Protective effects of rutaecarpine in cardiac anaphylactic injury is mediated by CGRP

Previous investigations have indicated that rutaecarpine activates the vanilloid receptor to evoke calcitonin gene-related peptide (CGRP) release. CGRP has been shown to alleviate cardiac anaphylactic injury. In the present study, the effect of rutaecarpine on cardiac anaphylaxis was examined. Challenge of presensitized guinea-pig hearts with a specific antigen caused marked decreases in coronary flow (CF), left ventricular pressure (LVP) and its derivatives (± dp/dt_max), an increase in heart rate, and prolongation of the P-R interval.

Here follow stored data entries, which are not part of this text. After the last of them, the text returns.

use async_trait::async_trait;
use tokio::sync::mpsc;

use crate::log_debug;
use crate::modules::video::application::ports::EventPublisher;
use crate::modules::video::domain::VideoMediaCreated;
use crate::shared::domain::DomainEvent;
use crate::shared::errors::{AppError, AppResult};

/// Publishes events as JSON lines on a bounded in-process queue
#[derive(Debug, Clone)]
pub struct QueueEventPublisher {
    sender: mpsc::Sender<String>,
}

impl QueueEventPublisher {
    pub fn new(sender: mpsc::Sender<String>) -> Self {
        Self { sender }
    }
}

#[async_trait]
impl EventPublisher for QueueEventPublisher {
    async fn publish_all(&self, events: Vec<VideoMediaCreated>) -> AppResult<()> {
        for event in events {
            let payload = serde_json::to_string(&event)?;

            self.sender.send(payload).await.map_err(|_| {
                AppError::InternalError(format!(
                    "Event queue closed while publishing {} [resourceId:{}]",
                    event.event_type(),
                    event.resource_id
                ))
            })?;

            log_debug!(
                "Published {} [resourceId:{}]",
                event.event_type(),
                event.resource_id
            );
        }
        Ok(())
    }
}
/// Consumer of encoder results
///
/// Each queue message is a JSON `VideoEncoderResult`. Completed results are
/// applied through the update-media-status use case; error results are only
/// logged and leave the video untouched.
use std::sync::Arc;
use tokio::sync::mpsc;
use tokio_util::sync::CancellationToken;

use super::models::VideoEncoderResult;
use crate::modules::video::application::use_cases::{
    UpdateMediaStatusCommand, UpdateMediaStatusResult,
};
use crate::shared::{
    application::use_case::UseCase,
    errors::{AppError, AppResult},
    utils::logger::LogContext,
};
use crate::log_info;

pub type UpdateMediaStatusUseCase =
    dyn UseCase<UpdateMediaStatusCommand, UpdateMediaStatusResult> + Send + Sync;

pub struct VideoEncoderListener {
    update_media_status: Arc<UpdateMediaStatusUseCase>,
}

impl VideoEncoderListener {
    pub fn new(update_media_status: Arc<UpdateMediaStatusUseCase>) -> Self {
        Self {
            update_media_status,
        }
    }

    /// Handle one raw message. Returns the reconciliation outcome for
    /// completed results and `None` for error results.
    pub async fn on_message(&self, payload: &str) -> AppResult<Option<UpdateMediaStatusResult>> {
        let message = match serde_json::from_str::<VideoEncoderResult>(payload) {
            Ok(message) => message,
            Err(e) => {
                LogContext::listener_message("unknown", payload);
                return Err(AppError::SerializationError(format!(
                    "Unrecognized encoder message: {}",
                    e
                )));
            }
        };

        match message {
            VideoEncoderResult::Completed(completed) => {
                LogContext::listener_message("completed", payload);

                let command = UpdateMediaStatusCommand::completed(
                    completed.id,
                    completed.video.resource_id,
                    completed.video.encoder_video_folder,
                    completed.video.file_path,
                );
                let result = self.update_media_status.execute(command).await?;
                Ok(Some(result))
            }
            VideoEncoderResult::Error(_) => {
                LogContext::listener_message("error", payload);
                Ok(None)
            }
        }
    }

    /// Consume `receiver` until it closes or `cancel` fires. A failing
    /// message is logged and does not stop the loop.
    pub async fn run(&self, mut receiver: mpsc::Receiver<String>, cancel: CancellationToken) {
        log_info!("Encoder listener started");

        loop {
            tokio::select! {
                _ = cancel.cancelled() => {
                    log_info!("Encoder listener stopped");
                    break;
                }
                message = receiver.recv() => {
                    let Some(payload) = message else {
                        log_info!("Encoder queue closed");
                        break;
                    };

                    if let Err(e) = self.on_message(&payload).await {
                        LogContext::error_with_context(&e, "Encoder message failed");
                    }
                }
            }
        }
    }
}
/// Shared application layer patterns
///
/// This module contains application-level abstractions used across
/// multiple bounded contexts.
pub mod pagination;
pub mod use_case;

pub use pagination::*;
pub use use_case::{Query, UseCase};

Rutaecarpine (0.3 or 1 μM) markedly increased the content of calcitonin gene-related peptide (CGRP) in the coronary effluent and decreased the content of tumor necrosis factor-α (TNF-α) in myocardial tissues concomitantly with a significant improvement of cardiac function and alleviation of the extension of the P-R interval. Rutaecarpine at the concentration of 1 μM also inhibited the sinus tachycardia. The protective effects of rutaecarpine on cardiac anaphylaxis were abolished by CGRP _8-37, a selective CGRP receptor antagonist. These results suggest that the protective effects of rutaecarpine on cardiac anaphylactic injury are related to inhibition of TNF-α production by stimulation of CGRP release.